Task requirements:
In the entries below, find the line with "pub enum ConfigError" and print exactly every line from there up to and including the line with "pub enum QueryModeSetting", with no other lines.

--------

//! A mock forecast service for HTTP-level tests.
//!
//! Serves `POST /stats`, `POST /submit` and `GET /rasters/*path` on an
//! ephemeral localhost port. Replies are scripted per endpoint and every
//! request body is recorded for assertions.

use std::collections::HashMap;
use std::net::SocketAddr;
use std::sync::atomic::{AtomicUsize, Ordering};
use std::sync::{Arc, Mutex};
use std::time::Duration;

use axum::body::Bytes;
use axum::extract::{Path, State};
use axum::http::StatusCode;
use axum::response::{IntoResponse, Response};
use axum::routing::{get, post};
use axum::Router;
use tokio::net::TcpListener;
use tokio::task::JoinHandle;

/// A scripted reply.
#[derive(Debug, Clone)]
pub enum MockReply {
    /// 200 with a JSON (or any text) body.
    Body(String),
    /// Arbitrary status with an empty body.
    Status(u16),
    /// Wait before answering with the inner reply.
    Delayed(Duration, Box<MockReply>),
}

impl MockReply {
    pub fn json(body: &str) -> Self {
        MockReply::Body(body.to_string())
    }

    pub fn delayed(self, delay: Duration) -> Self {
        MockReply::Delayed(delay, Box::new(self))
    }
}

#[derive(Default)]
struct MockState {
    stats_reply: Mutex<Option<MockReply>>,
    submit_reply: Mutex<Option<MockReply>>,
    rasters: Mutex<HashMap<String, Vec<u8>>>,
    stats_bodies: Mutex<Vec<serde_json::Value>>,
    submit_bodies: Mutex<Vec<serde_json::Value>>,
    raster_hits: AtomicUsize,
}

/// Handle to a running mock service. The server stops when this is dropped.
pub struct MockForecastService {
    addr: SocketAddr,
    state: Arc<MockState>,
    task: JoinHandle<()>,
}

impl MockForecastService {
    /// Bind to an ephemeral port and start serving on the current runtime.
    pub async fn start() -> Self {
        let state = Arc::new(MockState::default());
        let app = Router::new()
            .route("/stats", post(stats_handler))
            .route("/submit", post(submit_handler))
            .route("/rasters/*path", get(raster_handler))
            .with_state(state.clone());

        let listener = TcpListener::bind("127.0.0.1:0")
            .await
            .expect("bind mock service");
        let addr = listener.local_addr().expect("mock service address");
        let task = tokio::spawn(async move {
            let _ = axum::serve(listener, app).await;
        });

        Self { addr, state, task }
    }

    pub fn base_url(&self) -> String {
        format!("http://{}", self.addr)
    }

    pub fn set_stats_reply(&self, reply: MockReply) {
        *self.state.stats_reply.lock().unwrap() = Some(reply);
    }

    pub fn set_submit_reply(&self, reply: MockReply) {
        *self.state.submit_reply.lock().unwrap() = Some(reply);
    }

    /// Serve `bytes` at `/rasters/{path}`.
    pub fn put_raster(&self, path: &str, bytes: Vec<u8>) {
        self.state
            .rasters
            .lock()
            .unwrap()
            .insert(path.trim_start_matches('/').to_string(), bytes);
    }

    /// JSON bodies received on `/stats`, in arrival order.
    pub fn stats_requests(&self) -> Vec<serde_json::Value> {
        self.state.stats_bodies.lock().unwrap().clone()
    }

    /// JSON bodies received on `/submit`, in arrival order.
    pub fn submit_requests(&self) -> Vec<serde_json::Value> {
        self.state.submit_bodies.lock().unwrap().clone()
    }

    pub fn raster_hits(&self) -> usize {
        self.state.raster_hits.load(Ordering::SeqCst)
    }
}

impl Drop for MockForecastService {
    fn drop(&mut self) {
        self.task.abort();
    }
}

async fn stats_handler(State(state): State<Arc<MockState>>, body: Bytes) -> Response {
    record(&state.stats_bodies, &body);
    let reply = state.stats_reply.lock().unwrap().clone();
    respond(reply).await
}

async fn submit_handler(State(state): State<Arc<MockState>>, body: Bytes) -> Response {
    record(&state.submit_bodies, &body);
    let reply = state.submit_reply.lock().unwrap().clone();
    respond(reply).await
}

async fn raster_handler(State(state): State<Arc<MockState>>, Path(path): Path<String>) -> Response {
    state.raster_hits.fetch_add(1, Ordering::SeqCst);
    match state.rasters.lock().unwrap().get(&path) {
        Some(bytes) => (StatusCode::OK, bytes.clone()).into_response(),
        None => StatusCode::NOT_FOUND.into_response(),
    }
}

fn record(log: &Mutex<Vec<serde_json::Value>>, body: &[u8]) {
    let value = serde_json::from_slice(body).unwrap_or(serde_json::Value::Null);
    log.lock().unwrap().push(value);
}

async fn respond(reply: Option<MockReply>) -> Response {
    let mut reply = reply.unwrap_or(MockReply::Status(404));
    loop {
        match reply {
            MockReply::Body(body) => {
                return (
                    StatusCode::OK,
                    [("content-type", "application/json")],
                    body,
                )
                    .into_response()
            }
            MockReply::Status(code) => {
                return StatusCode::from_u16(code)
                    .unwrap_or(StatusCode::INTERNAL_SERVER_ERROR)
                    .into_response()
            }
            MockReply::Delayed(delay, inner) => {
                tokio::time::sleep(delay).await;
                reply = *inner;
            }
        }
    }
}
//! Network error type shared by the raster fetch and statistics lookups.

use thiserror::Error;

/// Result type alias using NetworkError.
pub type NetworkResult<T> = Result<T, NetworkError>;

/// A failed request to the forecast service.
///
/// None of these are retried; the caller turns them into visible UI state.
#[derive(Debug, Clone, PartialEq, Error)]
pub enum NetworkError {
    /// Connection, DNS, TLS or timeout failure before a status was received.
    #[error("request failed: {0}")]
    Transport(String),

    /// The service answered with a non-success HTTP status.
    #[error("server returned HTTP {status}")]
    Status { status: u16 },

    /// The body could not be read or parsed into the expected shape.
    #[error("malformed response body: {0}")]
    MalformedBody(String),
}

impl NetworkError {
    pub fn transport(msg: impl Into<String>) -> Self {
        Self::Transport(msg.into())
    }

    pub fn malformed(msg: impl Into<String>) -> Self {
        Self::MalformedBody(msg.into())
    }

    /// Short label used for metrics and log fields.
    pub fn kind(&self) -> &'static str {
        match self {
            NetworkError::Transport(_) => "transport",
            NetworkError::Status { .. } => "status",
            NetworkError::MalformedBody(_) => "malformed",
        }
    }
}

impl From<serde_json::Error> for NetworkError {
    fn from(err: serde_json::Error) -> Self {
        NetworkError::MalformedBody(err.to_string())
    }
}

--------

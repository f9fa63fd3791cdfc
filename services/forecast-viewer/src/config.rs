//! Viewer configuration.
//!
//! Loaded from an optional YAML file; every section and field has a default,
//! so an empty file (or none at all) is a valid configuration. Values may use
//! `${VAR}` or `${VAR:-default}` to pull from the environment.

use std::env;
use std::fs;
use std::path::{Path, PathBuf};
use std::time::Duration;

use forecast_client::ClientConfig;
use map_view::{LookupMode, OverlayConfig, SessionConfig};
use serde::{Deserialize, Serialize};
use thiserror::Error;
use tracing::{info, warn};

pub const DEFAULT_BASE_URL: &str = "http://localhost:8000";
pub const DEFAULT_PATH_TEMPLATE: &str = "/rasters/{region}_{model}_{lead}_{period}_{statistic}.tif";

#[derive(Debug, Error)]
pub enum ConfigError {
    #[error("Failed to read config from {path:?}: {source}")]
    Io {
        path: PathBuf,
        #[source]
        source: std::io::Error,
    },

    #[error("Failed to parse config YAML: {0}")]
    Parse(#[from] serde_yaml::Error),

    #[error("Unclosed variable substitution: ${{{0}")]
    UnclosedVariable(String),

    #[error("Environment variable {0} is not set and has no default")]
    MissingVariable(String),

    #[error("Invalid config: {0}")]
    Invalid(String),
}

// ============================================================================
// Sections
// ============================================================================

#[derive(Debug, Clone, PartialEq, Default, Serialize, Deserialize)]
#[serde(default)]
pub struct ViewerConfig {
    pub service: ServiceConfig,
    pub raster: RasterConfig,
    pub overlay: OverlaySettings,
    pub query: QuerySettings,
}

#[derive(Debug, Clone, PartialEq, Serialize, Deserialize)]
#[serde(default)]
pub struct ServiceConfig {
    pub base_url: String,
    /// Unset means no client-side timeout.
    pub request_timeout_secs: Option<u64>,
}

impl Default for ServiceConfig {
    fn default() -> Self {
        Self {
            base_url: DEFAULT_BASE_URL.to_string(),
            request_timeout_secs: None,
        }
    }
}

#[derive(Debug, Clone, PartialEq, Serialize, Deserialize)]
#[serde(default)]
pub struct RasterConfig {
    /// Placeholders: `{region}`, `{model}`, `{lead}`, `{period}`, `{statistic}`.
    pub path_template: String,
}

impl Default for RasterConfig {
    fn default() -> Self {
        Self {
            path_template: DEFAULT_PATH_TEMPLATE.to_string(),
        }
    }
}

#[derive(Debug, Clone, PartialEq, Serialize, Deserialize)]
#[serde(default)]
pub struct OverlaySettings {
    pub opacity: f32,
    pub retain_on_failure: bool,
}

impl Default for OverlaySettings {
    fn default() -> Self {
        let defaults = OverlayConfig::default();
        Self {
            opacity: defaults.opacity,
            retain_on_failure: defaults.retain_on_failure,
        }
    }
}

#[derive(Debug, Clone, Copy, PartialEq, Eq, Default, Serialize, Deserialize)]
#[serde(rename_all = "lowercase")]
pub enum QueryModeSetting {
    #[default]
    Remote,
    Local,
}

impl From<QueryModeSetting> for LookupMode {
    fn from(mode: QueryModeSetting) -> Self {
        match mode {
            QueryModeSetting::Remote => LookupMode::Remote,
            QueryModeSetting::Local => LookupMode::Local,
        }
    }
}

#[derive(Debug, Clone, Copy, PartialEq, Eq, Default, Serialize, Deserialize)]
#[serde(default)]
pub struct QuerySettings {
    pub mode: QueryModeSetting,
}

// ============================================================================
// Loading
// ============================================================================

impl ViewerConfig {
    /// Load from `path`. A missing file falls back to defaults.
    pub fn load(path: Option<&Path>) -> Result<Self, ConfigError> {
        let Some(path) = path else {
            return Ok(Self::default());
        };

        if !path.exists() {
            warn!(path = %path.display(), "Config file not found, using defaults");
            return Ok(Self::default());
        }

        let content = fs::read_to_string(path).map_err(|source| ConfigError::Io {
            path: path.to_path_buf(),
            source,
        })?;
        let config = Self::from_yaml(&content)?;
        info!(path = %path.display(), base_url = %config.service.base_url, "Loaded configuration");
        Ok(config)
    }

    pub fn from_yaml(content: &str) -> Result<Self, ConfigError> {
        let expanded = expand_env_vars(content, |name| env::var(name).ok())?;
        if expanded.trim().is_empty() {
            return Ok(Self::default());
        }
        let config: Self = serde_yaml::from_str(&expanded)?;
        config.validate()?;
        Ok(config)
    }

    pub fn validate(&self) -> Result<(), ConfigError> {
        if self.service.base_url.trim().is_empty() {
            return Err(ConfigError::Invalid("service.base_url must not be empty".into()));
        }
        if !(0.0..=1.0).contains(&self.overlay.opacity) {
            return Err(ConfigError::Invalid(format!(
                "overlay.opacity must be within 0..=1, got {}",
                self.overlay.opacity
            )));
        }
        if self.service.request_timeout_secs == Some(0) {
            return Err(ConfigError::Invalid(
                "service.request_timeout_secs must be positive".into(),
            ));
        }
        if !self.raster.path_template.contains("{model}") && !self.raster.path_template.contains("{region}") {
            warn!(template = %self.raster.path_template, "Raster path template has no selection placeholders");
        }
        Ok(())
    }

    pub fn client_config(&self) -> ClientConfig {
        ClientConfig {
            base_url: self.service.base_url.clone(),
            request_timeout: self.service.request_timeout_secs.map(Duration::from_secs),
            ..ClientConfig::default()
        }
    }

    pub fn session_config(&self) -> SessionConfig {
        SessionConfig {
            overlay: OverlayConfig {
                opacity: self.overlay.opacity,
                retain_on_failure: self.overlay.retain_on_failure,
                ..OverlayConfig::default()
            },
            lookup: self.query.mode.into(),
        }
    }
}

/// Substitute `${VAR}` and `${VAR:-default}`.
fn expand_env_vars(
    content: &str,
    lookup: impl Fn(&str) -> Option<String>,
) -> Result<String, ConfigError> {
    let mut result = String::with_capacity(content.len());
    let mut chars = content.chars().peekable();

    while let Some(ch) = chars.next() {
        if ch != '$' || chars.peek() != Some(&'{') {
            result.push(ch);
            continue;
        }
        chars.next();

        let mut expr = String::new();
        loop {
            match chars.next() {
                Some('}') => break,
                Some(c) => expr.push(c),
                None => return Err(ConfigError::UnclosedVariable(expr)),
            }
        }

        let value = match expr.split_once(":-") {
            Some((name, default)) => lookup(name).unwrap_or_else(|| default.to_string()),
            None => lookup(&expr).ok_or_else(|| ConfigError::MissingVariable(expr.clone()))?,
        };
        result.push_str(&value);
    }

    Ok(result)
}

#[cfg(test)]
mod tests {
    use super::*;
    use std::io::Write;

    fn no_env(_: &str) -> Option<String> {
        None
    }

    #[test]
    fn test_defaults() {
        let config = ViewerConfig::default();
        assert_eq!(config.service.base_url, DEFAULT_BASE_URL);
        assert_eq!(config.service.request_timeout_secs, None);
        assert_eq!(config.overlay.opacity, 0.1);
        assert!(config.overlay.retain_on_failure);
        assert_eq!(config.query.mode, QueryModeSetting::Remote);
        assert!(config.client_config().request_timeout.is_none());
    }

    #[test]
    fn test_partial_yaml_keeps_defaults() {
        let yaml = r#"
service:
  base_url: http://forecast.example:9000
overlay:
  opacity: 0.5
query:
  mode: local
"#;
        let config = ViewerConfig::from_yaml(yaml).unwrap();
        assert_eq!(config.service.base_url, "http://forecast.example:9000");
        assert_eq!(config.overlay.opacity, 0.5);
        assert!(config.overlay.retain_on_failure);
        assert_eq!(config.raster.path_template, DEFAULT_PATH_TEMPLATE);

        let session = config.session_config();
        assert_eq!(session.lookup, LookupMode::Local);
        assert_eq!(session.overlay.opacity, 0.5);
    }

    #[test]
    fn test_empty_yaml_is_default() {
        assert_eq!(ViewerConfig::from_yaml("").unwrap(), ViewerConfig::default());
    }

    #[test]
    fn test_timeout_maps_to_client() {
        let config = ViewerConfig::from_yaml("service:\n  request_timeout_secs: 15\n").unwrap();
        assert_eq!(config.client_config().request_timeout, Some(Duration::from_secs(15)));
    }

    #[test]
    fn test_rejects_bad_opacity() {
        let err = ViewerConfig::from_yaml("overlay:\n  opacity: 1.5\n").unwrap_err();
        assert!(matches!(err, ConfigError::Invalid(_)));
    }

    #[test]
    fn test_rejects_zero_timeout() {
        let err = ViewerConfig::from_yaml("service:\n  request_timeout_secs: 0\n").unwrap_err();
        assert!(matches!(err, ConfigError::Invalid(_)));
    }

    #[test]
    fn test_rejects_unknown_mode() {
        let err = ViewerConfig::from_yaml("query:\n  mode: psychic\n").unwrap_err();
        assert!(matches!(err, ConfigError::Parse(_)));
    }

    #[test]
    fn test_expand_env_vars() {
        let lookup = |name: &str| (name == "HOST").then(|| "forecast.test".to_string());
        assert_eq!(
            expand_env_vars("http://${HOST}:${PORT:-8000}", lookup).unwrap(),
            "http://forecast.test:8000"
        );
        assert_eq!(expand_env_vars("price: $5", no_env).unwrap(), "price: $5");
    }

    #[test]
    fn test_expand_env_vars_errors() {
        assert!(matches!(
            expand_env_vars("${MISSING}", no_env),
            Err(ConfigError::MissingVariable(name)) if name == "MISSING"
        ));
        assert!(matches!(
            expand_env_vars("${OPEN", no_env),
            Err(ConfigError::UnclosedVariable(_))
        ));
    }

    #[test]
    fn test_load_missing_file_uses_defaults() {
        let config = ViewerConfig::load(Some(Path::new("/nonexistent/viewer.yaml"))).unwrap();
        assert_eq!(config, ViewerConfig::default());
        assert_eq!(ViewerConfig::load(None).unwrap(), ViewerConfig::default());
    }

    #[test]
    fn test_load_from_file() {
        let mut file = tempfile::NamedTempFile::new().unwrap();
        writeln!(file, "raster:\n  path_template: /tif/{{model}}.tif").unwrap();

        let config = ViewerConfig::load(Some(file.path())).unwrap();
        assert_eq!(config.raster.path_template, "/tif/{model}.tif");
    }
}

--------

Response area:
pub enum ConfigError {
    #[error("Failed to read config from {path:?}: {source}")]
    Io {
        path: PathBuf,
        #[source]
        source: std::io::Error,
    },

    #[error("Failed to parse config YAML: {0}")]
    Parse(#[from] serde_yaml::Error),

    #[error("Unclosed variable substitution: ${{{0}")]
    UnclosedVariable(String),

    #[error("Environment variable {0} is not set and has no default")]
    MissingVariable(String),

    #[error("Invalid config: {0}")]
    Invalid(String),
}

// ============================================================================
// Sections
// ============================================================================

#[derive(Debug, Clone, PartialEq, Default, Serialize, Deserialize)]
#[serde(default)]
pub struct ViewerConfig {
    pub service: ServiceConfig,
    pub raster: RasterConfig,
    pub overlay: OverlaySettings,
    pub query: QuerySettings,
}

#[derive(Debug, Clone, PartialEq, Serialize, Deserialize)]
#[serde(default)]
pub struct ServiceConfig {
    pub base_url: String,
    /// Unset means no client-side timeout.
    pub request_timeout_secs: Option<u64>,
}

impl Default for ServiceConfig {
    fn default() -> Self {
        Self {
            base_url: DEFAULT_BASE_URL.to_string(),
            request_timeout_secs: None,
        }
    }
}

#[derive(Debug, Clone, PartialEq, Serialize, Deserialize)]
#[serde(default)]
pub struct RasterConfig {
    /// Placeholders: `{region}`, `{model}`, `{lead}`, `{period}`, `{statistic}`.
    pub path_template: String,
}

impl Default for RasterConfig {
    fn default() -> Self {
        Self {
            path_template: DEFAULT_PATH_TEMPLATE.to_string(),
        }
    }
}

#[derive(Debug, Clone, PartialEq, Serialize, Deserialize)]
#[serde(default)]
pub struct OverlaySettings {
    pub opacity: f32,
    pub retain_on_failure: bool,
}

impl Default for OverlaySettings {
    fn default() -> Self {
        let defaults = OverlayConfig::default();
        Self {
            opacity: defaults.opacity,
            retain_on_failure: defaults.retain_on_failure,
        }
    }
}

#[derive(Debug, Clone, Copy, PartialEq, Eq, Default, Serialize, Deserialize)]
#[serde(rename_all = "lowercase")]
pub enum QueryModeSetting {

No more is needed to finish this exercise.